GIVEN RECORDS →
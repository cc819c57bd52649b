//! Secret conversion
//!
//! Secret payloads are write-only: the manager never returns them and
//! the converted object never carries them.

use super::meta::{
    annotations_from_grpc, annotations_to_grpc, driver_from_grpc, driver_to_grpc, meta_from_grpc,
};
use crate::error::{ConvertError, Result};
use crate::types::secret::{Secret, SecretSpec};
use crate::wire;
use base64::engine::general_purpose::STANDARD;
use base64::Engine;
use tracing::trace;

/// Convert a wire secret
pub fn secret_from_grpc(secret: &wire::Secret) -> Result<Secret> {
    trace!(id = %secret.id, "converting secret");

    Ok(Secret {
        id: secret.id.clone(),
        meta: meta_from_grpc(&secret.meta)?,
        spec: SecretSpec {
            annotations: annotations_from_grpc(&secret.spec.annotations),
            data: String::new(),
            driver: secret.spec.driver.as_ref().map(driver_from_grpc),
            templating: secret.spec.templating.as_ref().map(driver_from_grpc),
        },
    })
}

/// Convert a secret spec to its wire form, decoding the payload
pub fn secret_spec_to_grpc(spec: &SecretSpec) -> Result<wire::SecretSpec> {
    let data = STANDARD
        .decode(spec.data.as_bytes())
        .map_err(|e| ConvertError::Format(format!("Invalid base64 secret data: {}", e)))?;

    Ok(wire::SecretSpec {
        annotations: annotations_to_grpc(&spec.annotations),
        data,
        driver: spec.driver.as_ref().map(driver_to_grpc),
        templating: spec.templating.as_ref().map(driver_to_grpc),
    })
}
//! Swarm node types

use super::service::Resources;
use super::swarm::{Annotations, Meta};
use serde::{Deserialize, Serialize};
use std::collections::HashMap;

/// Node role in the swarm
#[derive(Debug, Clone, Copy, Default, PartialEq, Eq, Serialize, Deserialize)]
#[serde(rename_all = "lowercase")]
pub enum NodeRole {
    /// Worker node
    #[default]
    Worker,
    /// Manager node
    Manager,
}

/// Node state
#[derive(Debug, Clone, Copy, Default, PartialEq, Eq, Serialize, Deserialize)]
#[serde(rename_all = "lowercase")]
pub enum NodeState {
    /// Node is unknown
    #[default]
    Unknown,
    /// Node is down
    Down,
    /// Node is ready
    Ready,
    /// Node is disconnected
    Disconnected,
}

/// Node availability
#[derive(Debug, Clone, Copy, Default, PartialEq, Eq, Serialize, Deserialize)]
#[serde(rename_all = "lowercase")]
pub enum NodeAvailability {
    /// Node is active
    #[default]
    Active,
    /// Node is paused
    Pause,
    /// Node is draining
    Drain,
}

/// Manager reachability
#[derive(Debug, Clone, Copy, Default, PartialEq, Eq, Serialize, Deserialize)]
#[serde(rename_all = "lowercase")]
pub enum Reachability {
    #[default]
    Unknown,
    Unreachable,
    Reachable,
}

/// Swarm node
#[derive(Debug, Clone, Default, PartialEq, Eq, Serialize, Deserialize)]
#[serde(rename_all = "PascalCase")]
pub struct Node {
    /// Node ID
    #[serde(rename = "ID")]
    pub id: String,
    #[serde(flatten)]
    pub meta: Meta,
    /// Node spec
    pub spec: NodeSpec,
    /// Node description
    pub description: NodeDescription,
    /// Node status
    pub status: NodeStatus,
    /// Manager status (if manager)
    #[serde(default, skip_serializing_if = "Option::is_none")]
    pub manager_status: Option<ManagerStatus>,
}

impl Node {
    /// Check if node is a manager
    pub fn is_manager(&self) -> bool {
        self.manager_status.is_some()
    }

    /// Check if node is leader
    pub fn is_leader(&self) -> bool {
        self.manager_status
            .as_ref()
            .map(|s| s.leader)
            .unwrap_or(false)
    }
}

/// User-settable part of a node
#[derive(Debug, Clone, Default, PartialEq, Eq, Serialize, Deserialize)]
#[serde(rename_all = "PascalCase")]
pub struct NodeSpec {
    #[serde(flatten)]
    pub annotations: Annotations,
    /// Desired role
    #[serde(default)]
    pub role: NodeRole,
    /// Availability
    #[serde(default)]
    pub availability: NodeAvailability,
}

/// Node description
#[derive(Debug, Clone, Default, PartialEq, Eq, Serialize, Deserialize)]
#[serde(rename_all = "PascalCase")]
pub struct NodeDescription {
    /// Hostname
    pub hostname: String,
    /// Platform info
    pub platform: Platform,
    /// Resources
    pub resources: Resources,
    /// Engine info
    pub engine: EngineDescription,
}

/// Platform info
#[derive(Debug, Clone, Default, PartialEq, Eq, Serialize, Deserialize)]
#[serde(rename_all = "PascalCase")]
pub struct Platform {
    /// Architecture
    pub architecture: String,
    /// OS
    #[serde(rename = "OS")]
    pub os: String,
}

/// Engine description
#[derive(Debug, Clone, Default, PartialEq, Eq, Serialize, Deserialize)]
#[serde(rename_all = "PascalCase")]
pub struct EngineDescription {
    /// Engine version
    pub engine_version: String,
    /// Engine labels
    #[serde(default, skip_serializing_if = "HashMap::is_empty")]
    pub labels: HashMap<String, String>,
    /// Plugins
    #[serde(default)]
    pub plugins: Vec<PluginDescription>,
}

/// Plugin description
#[derive(Debug, Clone, Default, PartialEq, Eq, Serialize, Deserialize)]
#[serde(rename_all = "PascalCase")]
pub struct PluginDescription {
    /// Plugin type
    #[serde(rename = "Type")]
    pub kind: String,
    /// Plugin name
    pub name: String,
}

/// Node status
#[derive(Debug, Clone, Default, PartialEq, Eq, Serialize, Deserialize)]
#[serde(rename_all = "PascalCase")]
pub struct NodeStatus {
    /// State
    pub state: NodeState,
    /// Message
    #[serde(default, skip_serializing_if = "String::is_empty")]
    pub message: String,
    /// Address
    pub addr: String,
}

/// Manager status
#[derive(Debug, Clone, Default, PartialEq, Eq, Serialize, Deserialize)]
#[serde(rename_all = "PascalCase")]
pub struct ManagerStatus {
    /// Is leader
    #[serde(default)]
    pub leader: bool,
    /// Reachability
    pub reachability: Reachability,
    /// Address
    pub addr: String,
}
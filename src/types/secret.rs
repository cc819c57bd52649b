//! Swarm secrets and configs
//!
//! Payloads travel base64-encoded in the API, as in the daemon's JSON
//! schema.

use super::swarm::{Annotations, Driver, Meta};
use serde::{Deserialize, Serialize};

/// Secret specification
#[derive(Debug, Clone, Default, PartialEq, Eq, Serialize, Deserialize)]
#[serde(rename_all = "PascalCase")]
pub struct SecretSpec {
    #[serde(flatten)]
    pub annotations: Annotations,
    /// Base64-encoded secret data, only ever set on requests
    #[serde(default, skip_serializing_if = "String::is_empty")]
    pub data: String,
    /// External secret driver
    #[serde(default, skip_serializing_if = "Option::is_none")]
    pub driver: Option<Driver>,
    /// Templating driver
    #[serde(default, skip_serializing_if = "Option::is_none")]
    pub templating: Option<Driver>,
}

/// Secret object
#[derive(Debug, Clone, Default, PartialEq, Eq, Serialize, Deserialize)]
#[serde(rename_all = "PascalCase")]
pub struct Secret {
    /// Secret ID
    #[serde(rename = "ID")]
    pub id: String,
    #[serde(flatten)]
    pub meta: Meta,
    /// Secret specification
    pub spec: SecretSpec,
}

/// Config specification
#[derive(Debug, Clone, Default, PartialEq, Eq, Serialize, Deserialize)]
#[serde(rename_all = "PascalCase")]
pub struct ConfigSpec {
    #[serde(flatten)]
    pub annotations: Annotations,
    /// Base64-encoded config data
    #[serde(default)]
    pub data: String,
    /// Templating driver
    #[serde(default, skip_serializing_if = "Option::is_none")]
    pub templating: Option<Driver>,
}

/// Config object
#[derive(Debug, Clone, Default, PartialEq, Eq, Serialize, Deserialize)]
#[serde(rename_all = "PascalCase")]
pub struct Config {
    /// Config ID
    #[serde(rename = "ID")]
    pub id: String,
    #[serde(flatten)]
    pub meta: Meta,
    /// Config specification
    pub spec: ConfigSpec,
}
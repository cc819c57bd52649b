//! swarm-convert - inspect swarm control-plane dumps
//!
//! Converts decoded manager objects to the daemon's API JSON, for
//! debugging what a cluster actually returns.

use anyhow::{bail, Context};
use clap::{Parser, Subcommand};
use std::path::PathBuf;
use swarm_convert::inspect::{inspect_file, ObjectKind};
use swarm_convert::system;
use tracing_subscriber::EnvFilter;

/// Swarm control-plane conversion tool
#[derive(Parser)]
#[command(name = "swarm-convert")]
#[command(version)]
#[command(about = "Convert swarm control-plane objects to API JSON", long_about = None)]
struct Cli {
    /// Enable debug logging
    #[arg(short, long, global = true)]
    debug: bool,

    #[command(subcommand)]
    command: Commands,
}

#[derive(Subcommand)]
enum Commands {
    /// Convert a JSON dump of wire objects
    Inspect {
        /// Object kind (network, service, node, task, secret, config)
        kind: ObjectKind,
        /// File holding one object or an array of objects
        file: PathBuf,
        /// Print compact JSON
        #[arg(long)]
        compact: bool,
    },

    /// Check whether this platform supports cluster mode
    Platform,
}

fn main() -> anyhow::Result<()> {
    let cli = Cli::parse();

    // RUST_LOG wins over the default level
    let default_level = if cli.debug { "debug" } else { "info" };
    let filter =
        EnvFilter::try_from_default_env().unwrap_or_else(|_| EnvFilter::new(default_level));
    tracing_subscriber::fmt()
        .with_env_filter(filter)
        .with_writer(std::io::stderr)
        .init();

    match cli.command {
        Commands::Inspect {
            kind,
            file,
            compact,
        } => {
            let converted = inspect_file(kind, &file)
                .with_context(|| format!("Failed to inspect {}", file.display()))?;

            let output = if compact {
                serde_json::to_string(&converted.items)?
            } else {
                serde_json::to_string_pretty(&converted.items)?
            };
            println!("{}", output);

            for failure in &converted.failures {
                eprintln!("{} {}: {}", kind, failure.id, failure.error);
            }
            if !converted.is_complete() {
                bail!(
                    "{} of {} objects failed to convert",
                    converted.failures.len(),
                    converted.failures.len() + converted.items.len()
                );
            }
        }

        Commands::Platform => {
            system::check_platform()?;
            println!(
                "{}/{} supports cluster mode",
                std::env::consts::OS,
                std::env::consts::ARCH
            );
        }
    }

    Ok(())
}
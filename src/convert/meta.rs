//! Version, timestamps and the small sub-messages every object shares

use super::timestamp::timestamp_from_grpc;
use crate::error::Result;
use crate::types::{Annotations, Driver, Meta, Version};
use crate::wire;
use chrono::{DateTime, Utc};
use tracing::trace;

/// Convert control-plane metadata
///
/// A missing creation time maps to the Unix epoch. A missing or zero
/// update time falls back to the creation time, so objects that were
/// never updated (or never committed) still carry a usable `UpdatedAt`.
pub fn meta_from_grpc(meta: &wire::Meta) -> Result<Meta> {
    let created_at = match &meta.created_at {
        Some(ts) => timestamp_from_grpc(ts)?,
        None => DateTime::<Utc>::UNIX_EPOCH,
    };

    let updated_at = match &meta.updated_at {
        Some(ts) if !ts.is_zero() => timestamp_from_grpc(ts)?,
        _ => {
            trace!("updated_at unset, using created_at");
            created_at
        }
    };

    Ok(Meta {
        version: Version::new(meta.version.index),
        created_at,
        updated_at,
    })
}

pub fn annotations_from_grpc(annotations: &wire::Annotations) -> Annotations {
    Annotations {
        name: annotations.name.clone(),
        labels: annotations.labels.clone(),
    }
}

pub fn annotations_to_grpc(annotations: &Annotations) -> wire::Annotations {
    wire::Annotations {
        name: annotations.name.clone(),
        labels: annotations.labels.clone(),
    }
}

pub fn driver_from_grpc(driver: &wire::Driver) -> Driver {
    Driver {
        name: driver.name.clone(),
        options: driver.options.clone(),
    }
}

pub fn driver_to_grpc(driver: &Driver) -> wire::Driver {
    wire::Driver {
        name: driver.name.clone(),
        options: driver.options.clone(),
    }
}

#[cfg(test)]
mod tests {
    use super::*;
    use std::collections::HashMap;

    fn wire_meta(index: u64, created: Option<i64>, updated: Option<i64>) -> wire::Meta {
        wire::Meta {
            version: wire::Version { index },
            created_at: created.map(|s| wire::Timestamp::new(s, 0)),
            updated_at: updated.map(|s| wire::Timestamp::new(s, 0)),
        }
    }

    #[test]
    fn test_meta_from_grpc() {
        let meta = meta_from_grpc(&wire_meta(42, Some(1_000), Some(2_000))).unwrap();
        assert_eq!(meta.version, Version::new(42));
        assert_eq!(meta.created_at.timestamp(), 1_000);
        assert_eq!(meta.updated_at.timestamp(), 2_000);
    }

    #[test]
    fn test_updated_falls_back_to_created() {
        let missing = meta_from_grpc(&wire_meta(3, Some(1_000), None)).unwrap();
        assert_eq!(missing.updated_at, missing.created_at);

        let zero = meta_from_grpc(&wire_meta(3, Some(1_000), Some(0))).unwrap();
        assert_eq!(zero.updated_at, zero.created_at);
    }

    #[test]
    fn test_unversioned_meta() {
        let meta = meta_from_grpc(&wire::Meta::default()).unwrap();
        assert!(meta.version.is_unversioned());
        assert_eq!(meta.created_at, DateTime::<Utc>::UNIX_EPOCH);
        assert_eq!(meta.updated_at, meta.created_at);
    }

    #[test]
    fn test_version_order_follows_index() {
        let older = meta_from_grpc(&wire_meta(7, Some(1_000), None)).unwrap();
        let newer = meta_from_grpc(&wire_meta(8, Some(1_000), Some(1_500))).unwrap();
        assert!(older.version < newer.version);
        assert!(!older.version.is_unversioned());
    }

    #[test]
    fn test_bad_timestamp_propagates() {
        let meta = wire::Meta {
            version: wire::Version { index: 1 },
            created_at: Some(wire::Timestamp::new(1_000, 0)),
            updated_at: Some(wire::Timestamp::new(1_000, 1_000_000_000)),
        };
        assert!(meta_from_grpc(&meta).unwrap_err().is_format());
    }

    #[test]
    fn test_annotations_round_trip() {
        let wire_annotations = wire::Annotations {
            name: "backend".to_string(),
            labels: HashMap::from([("tier".to_string(), "db".to_string())]),
        };
        let annotations = annotations_from_grpc(&wire_annotations);
        assert_eq!(annotations.name, "backend");
        assert_eq!(annotations_to_grpc(&annotations), wire_annotations);
    }
}
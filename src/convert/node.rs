//! Node conversion

use super::meta::{annotations_from_grpc, annotations_to_grpc, meta_from_grpc};
use crate::error::Result;
use crate::types::node::{
    EngineDescription, ManagerStatus, Node, NodeAvailability, NodeDescription, NodeRole, NodeSpec,
    NodeState, NodeStatus, Platform, PluginDescription, Reachability,
};
use crate::types::service::Resources;
use crate::wire;
use crate::wire::node as wn;
use tracing::trace;

/// Convert a wire node
///
/// The reported role is the desired role from the spec; manager status
/// is only present for nodes that are raft members.
pub fn node_from_grpc(node: &wire::Node) -> Result<Node> {
    trace!(id = %node.id, "converting node");

    Ok(Node {
        id: node.id.clone(),
        meta: meta_from_grpc(&node.meta)?,
        spec: NodeSpec {
            annotations: annotations_from_grpc(&node.spec.annotations),
            role: role_from_grpc(node.spec.desired_role),
            availability: match node.spec.availability {
                wn::Availability::Active => NodeAvailability::Active,
                wn::Availability::Pause => NodeAvailability::Pause,
                wn::Availability::Drain => NodeAvailability::Drain,
            },
        },
        description: node
            .description
            .as_ref()
            .map(description_from_grpc)
            .unwrap_or_default(),
        status: NodeStatus {
            state: match node.status.state {
                wn::NodeState::Unknown => NodeState::Unknown,
                wn::NodeState::Down => NodeState::Down,
                wn::NodeState::Ready => NodeState::Ready,
                wn::NodeState::Disconnected => NodeState::Disconnected,
            },
            message: node.status.message.clone(),
            addr: node.status.addr.clone(),
        },
        manager_status: node.manager_status.as_ref().map(|m| ManagerStatus {
            leader: m.leader,
            reachability: match m.reachability {
                wn::Reachability::Unknown => Reachability::Unknown,
                wn::Reachability::Unreachable => Reachability::Unreachable,
                wn::Reachability::Reachable => Reachability::Reachable,
            },
            addr: m.addr.clone(),
        }),
    })
}

fn role_from_grpc(role: wn::NodeRole) -> NodeRole {
    match role {
        wn::NodeRole::Worker => NodeRole::Worker,
        wn::NodeRole::Manager => NodeRole::Manager,
    }
}

fn description_from_grpc(description: &wn::NodeDescription) -> NodeDescription {
    NodeDescription {
        hostname: description.hostname.clone(),
        platform: description
            .platform
            .as_ref()
            .map(|p| Platform {
                architecture: p.architecture.clone(),
                os: p.os.clone(),
            })
            .unwrap_or_default(),
        resources: description
            .resources
            .as_ref()
            .map(|r| Resources {
                nano_cpus: r.nano_cpus,
                memory_bytes: r.memory_bytes,
            })
            .unwrap_or_default(),
        engine: description
            .engine
            .as_ref()
            .map(|e| EngineDescription {
                engine_version: e.engine_version.clone(),
                labels: e.labels.clone(),
                plugins: e
                    .plugins
                    .iter()
                    .map(|p| PluginDescription {
                        kind: p.kind.clone(),
                        name: p.name.clone(),
                    })
                    .collect(),
            })
            .unwrap_or_default(),
    }
}

/// Convert a node spec to its wire form
///
/// Membership is decided by the manager and left at its default.
pub fn node_spec_to_grpc(spec: &NodeSpec) -> wire::NodeSpec {
    wire::NodeSpec {
        annotations: annotations_to_grpc(&spec.annotations),
        desired_role: match spec.role {
            NodeRole::Worker => wn::NodeRole::Worker,
            NodeRole::Manager => wn::NodeRole::Manager,
        },
        availability: match spec.availability {
            NodeAvailability::Active => wn::Availability::Active,
            NodeAvailability::Pause => wn::Availability::Pause,
            NodeAvailability::Drain => wn::Availability::Drain,
        },
        ..Default::default()
    }
}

HOW TO COMPLETE THIS TASK → When a line in the material above contains the word "missing", copy that line out.

RESULT →
/// A missing creation time maps to the Unix epoch. A missing or zero
        let missing = meta_from_grpc(&wire_meta(3, Some(1_000), None)).unwrap();
        assert_eq!(missing.updated_at, missing.created_at);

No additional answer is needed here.